Me: I know, eh? But it's so good. So good.
I open the plastic with a knife - oh yeah, that was us smelling it *through* the plastic - and a strong dirty-sweaty-stored-wet-in-a-plastic-bag-sock smell oozes into the kitchen. the cheese is pink on the outside, and appears to be shrinking into itself like a drying sponge. i break some baguette, and cut into the soft soft cheese with a butter knife, and the drippy white inside leaks into the space of absent cheese i dig out for the baguette.
Me: Here, (handing some to Drew) try it.
Drew: (looks askance) Uh, ooooh man.
Me: No no, it's really good. Really it is. (spreading some for myself)
Drew takes a small bite, lips far away from the baguette, and chews thoughtfully. The cheese has a smooth smoky taste at first, with a back-of-the-throat, sinus-passage, malted-liquor after-aroma (to call it an after-taste would be incorrect, the cheese is very light on the tongue).
Drew: Mmm, actually, wow, this is really good. Mm! This is really good!
Me: Mmmmmyeah. It's got a bit of a kick at the end there.
Drew: Mm! Oh yeah! Wow, yeah. It's good though.
The culprit: Epoisses. A french cheese from Germain, it comes in a wooden box, and stinks to high heaven. The taste is so radically different from the smell that it's hard to remember each time you encounter it that you do, in fact, really enjoy this cheese.
The first time I had this cheese was in Paris, with my Professors, Tom and Madeline Lennon, who I stayed with for four days. I was skeptical and suspicious my first time, predicting that I was about to be subjected to a blue-cheese-like experience where my entire being attempts to reject the pungent entity that has entered my mouth, nose, and eyes. On the contrary, Epoisses is lovely.
[Me: Huh, I was your age when I had Epoisses for the first time.
Drew: Ha! You should put that in your blog.]

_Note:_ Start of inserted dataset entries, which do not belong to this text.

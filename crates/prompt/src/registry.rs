//! File-backed prompt version store (spec §4.2, C2).
//!
//! Layout under `root`:
//! - `versions/<type>_<version>.txt` — prompt body.
//! - `versions/<type>_<version>.meta.json` — `PromptVersionMeta`.
//! - `registry.json` — `{type -> active version}` index.
//! - `active/<type>` — shadow file holding the active content, rewritten in
//!   one atomic rename on `activate` so readers never observe a half-swap.

use std::collections::HashMap;
use std::path::PathBuf;
use std::sync::RwLock;

use anyhow::{Context, Result};
use chrono::{DateTime, Utc};
use serde::{Deserialize, Serialize};

use crate::types::PromptVersion;

#[derive(Debug, Clone, Serialize, Deserialize)]
pub struct PromptVersionMeta {
    pub prompt_id: String,
    pub version: String,
    pub token_estimate: u32,
    pub is_active: bool,
    pub created_at: DateTime<Utc>,
    pub parent_version: Option<String>,
}

#[derive(Debug, Default, Serialize, Deserialize)]
struct RegistryIndex {
    active: HashMap<String, String>,
}

#[derive(Debug, Clone, Copy, PartialEq, Eq)]
pub enum ActivationOutcome {
    Ok,
    Missing,
}

/// Rough token estimate: characters / 4, matching the back-of-envelope
/// heuristic the original prompt manager uses for budgeting.
pub fn estimate_tokens(content: &str) -> u32 {
    (content.chars().count() as u32 / 4).max(1)
}

pub struct PromptRegistry {
    root: PathBuf,
    index: RwLock<RegistryIndex>,
}

impl PromptRegistry {
    pub fn open(root: impl Into<PathBuf>) -> Result<Self> {
        let root = root.into();
        std::fs::create_dir_all(root.join("versions"))?;
        std::fs::create_dir_all(root.join("active"))?;

        let index_path = root.join("registry.json");
        let index = if index_path.exists() {
            let raw = std::fs::read_to_string(&index_path)?;
            serde_json::from_str(&raw).unwrap_or_default()
        } else {
            RegistryIndex::default()
        };

        Ok(Self { root, index: RwLock::new(index) })
    }

    fn version_content_path(&self, prompt_type: &str, version: &str) -> PathBuf {
        self.root.join("versions").join(format!("{prompt_type}_{version}.txt"))
    }

    fn version_meta_path(&self, prompt_type: &str, version: &str) -> PathBuf {
        self.root.join("versions").join(format!("{prompt_type}_{version}.meta.json"))
    }

    fn active_shadow_path(&self, prompt_type: &str) -> PathBuf {
        self.root.join("active").join(prompt_type)
    }

    fn persist_index(&self) -> Result<()> {
        let index = self.index.read().unwrap();
        let rendered = serde_json::to_string_pretty(&*index)?;
        std::fs::write(self.root.join("registry.json"), rendered)?;
        Ok(())
    }

    /// Registers a new version. Does not activate it.
    pub fn register(
        &self,
        prompt_type: &str,
        version: &str,
        content: &str,
        parent_version: Option<String>,
    ) -> Result<String> {
        let prompt_id = PromptVersion::make_id(prompt_type, version);
        std::fs::write(self.version_content_path(prompt_type, version), content)
            .with_context(|| format!("writing prompt content for {prompt_id}"))?;

        let meta = PromptVersionMeta {
            prompt_id: prompt_id.clone(),
            version: version.to_string(),
            token_estimate: estimate_tokens(content),
            is_active: false,
            created_at: Utc::now(),
            parent_version,
        };
        std::fs::write(
            self.version_meta_path(prompt_type, version),
            serde_json::to_string_pretty(&meta)?,
        )?;

        Ok(prompt_id)
    }

    /// Rewrites the `active/<type>` shadow file in one step, then updates the
    /// index. Alias: `rollback`.
    pub fn activate(&self, prompt_type: &str, version: &str) -> Result<ActivationOutcome> {
        let content_path = self.version_content_path(prompt_type, version);
        if !content_path.exists() {
            return Ok(ActivationOutcome::Missing);
        }
        let content = std::fs::read_to_string(&content_path)?;

        let shadow = self.active_shadow_path(prompt_type);
        let tmp = shadow.with_extension("tmp");
        std::fs::write(&tmp, &content)?;
        std::fs::rename(&tmp, &shadow)?;

        self.index.write().unwrap().active.insert(prompt_type.to_string(), version.to_string());
        self.persist_index()?;

        Ok(ActivationOutcome::Ok)
    }

    pub fn rollback(&self, prompt_type: &str, version: &str) -> Result<ActivationOutcome> {
        self.activate(prompt_type, version)
    }

    /// Copy-on-read: returns an owned `String`, never a handle into the
    /// shadow file, so a concurrent activation cannot tear a reader's view.
    pub fn active(&self, prompt_type: &str) -> Option<String> {
        std::fs::read_to_string(self.active_shadow_path(prompt_type)).ok()
    }

    pub fn get(&self, prompt_type: &str, version: &str) -> Option<String> {
        std::fs::read_to_string(self.version_content_path(prompt_type, version)).ok()
    }

    pub fn compare(&self, prompt_type: &str, v1: &str, v2: &str) -> Option<(i64, i64)> {
        let c1 = self.get(prompt_type, v1)?;
        let c2 = self.get(prompt_type, v2)?;
        let len_delta = c2.len() as i64 - c1.len() as i64;
        let token_delta = estimate_tokens(&c2) as i64 - estimate_tokens(&c1) as i64;
        Some((len_delta, token_delta))
    }

    pub fn list_versions(&self, prompt_type: &str) -> Vec<PromptVersionMeta> {
        let active_version = self.index.read().unwrap().active.get(prompt_type).cloned();
        let prefix = format!("{prompt_type}_");
        let dir = self.root.join("versions");

        let Ok(entries) = std::fs::read_dir(&dir) else {
            return vec![];
        };

        let mut metas = vec![];
        for entry in entries.flatten() {
            let file_name = entry.file_name().to_string_lossy().to_string();
            if !file_name.starts_with(&prefix) || !file_name.ends_with(".meta.json") {
                continue;
            }
            if let Ok(raw) = std::fs::read_to_string(entry.path()) {
                if let Ok(mut meta) = serde_json::from_str::<PromptVersionMeta>(&raw) {
                    meta.is_active = active_version.as_deref() == Some(meta.version.as_str());
                    metas.push(meta);
                }
            }
        }
        metas.sort_by(|a, b| a.version.cmp(&b.version));
        metas
    }
}

#[cfg(test)]
mod tests {
    use super::*;

    fn temp_registry() -> (PromptRegistry, PathBuf) {
        let dir = std::env::temp_dir().join(format!("chatcoach-registry-{}", uuid::Uuid::new_v4()));
        (PromptRegistry::open(&dir).unwrap(), dir)
    }

    #[test]
    fn register_then_activate_makes_content_readable() {
        let (registry, dir) = temp_registry();
        registry.register("scene", "v1", "scene prompt body", None).unwrap();
        assert!(registry.active("scene").is_none());

        let outcome = registry.activate("scene", "v1").unwrap();
        assert_eq!(outcome, ActivationOutcome::Ok);
        assert_eq!(registry.active("scene").unwrap(), "scene prompt body");

        let _ = std::fs::remove_dir_all(dir);
    }

    #[test]
    fn at_most_one_active_version_per_type() {
        let (registry, dir) = temp_registry();
        registry.register("scene", "v1", "body one", None).unwrap();
        registry.register("scene", "v2", "body two", Some("v1".to_string())).unwrap();

        registry.activate("scene", "v1").unwrap();
        registry.activate("scene", "v2").unwrap();

        assert_eq!(registry.active("scene").unwrap(), "body two");
        let versions = registry.list_versions("scene");
        let active_count = versions.iter().filter(|v| v.is_active).count();
        assert_eq!(active_count, 1);

        let _ = std::fs::remove_dir_all(dir);
    }

    #[test]
    fn activating_missing_version_reports_missing() {
        let (registry, dir) = temp_registry();
        let outcome = registry.activate("scene", "nope").unwrap();
        assert_eq!(outcome, ActivationOutcome::Missing);
        let _ = std::fs::remove_dir_all(dir);
    }

    #[test]
    fn compare_reports_len_and_token_delta() {
        let (registry, dir) = temp_registry();
        registry.register("scene", "v1", "short", None).unwrap();
        registry.register("scene", "v2", "a much longer prompt body here", None).unwrap();

        let (len_delta, token_delta) = registry.compare("scene", "v1", "v2").unwrap();
        assert!(len_delta > 0);
        assert!(token_delta > 0);

        let _ = std::fs::remove_dir_all(dir);
    }

    #[test]
    fn rollback_is_an_alias_of_activate() {
        let (registry, dir) = temp_registry();
        registry.register("scene", "v1", "body one", None).unwrap();
        registry.register("scene", "v2", "body two", None).unwrap();
        registry.activate("scene", "v2").unwrap();
        registry.rollback("scene", "v1").unwrap();
        assert_eq!(registry.active("scene").unwrap(), "body one");
        let _ = std::fs::remove_dir_all(dir);
    }
}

The second time I had this cheese, I had just returned to Canada from living in Scotland, and I told my mum and gran about Epoisses. Both cheese lovers, we decided that they should try it, and we hunted for it in St. Lawrence Market in Toronto. We found it, sure enough, and for $20 Canadian we purchased this treasure. It is a two hour drive from Toronto to Fenelon Falls, my home town, and we smelled that stinky stinky cheese in all its glory for the entire ride. The car stunk for at least a week after.

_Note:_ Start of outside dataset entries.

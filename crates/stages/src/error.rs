//! Stage-local error taxonomy (spec §7).

use thiserror::Error;

#[derive(Debug, Error)]
pub enum StageError {
    #[error("reply_parse_failed: {preview}")]
    ReplyParseFailed { preview: String },

    #[error(transparent)]
    Llm(#[from] chatcoach_llm::LlmError),
}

Do not be fooled! Do not fear! Despite the intense and off-putting smell, Epoisses is a smooth, rich, creamy, and smoky treat. Keep in mind, if you ever buy it, that it smells far more pungent than it really is, and so a light-bodied red wine is a good match for it. Medium and full-bodied reds can easily overpower it. Something young and fruity, a beaujolais for example, is a recommended choice. Not for the faint of heart, and truly delicious.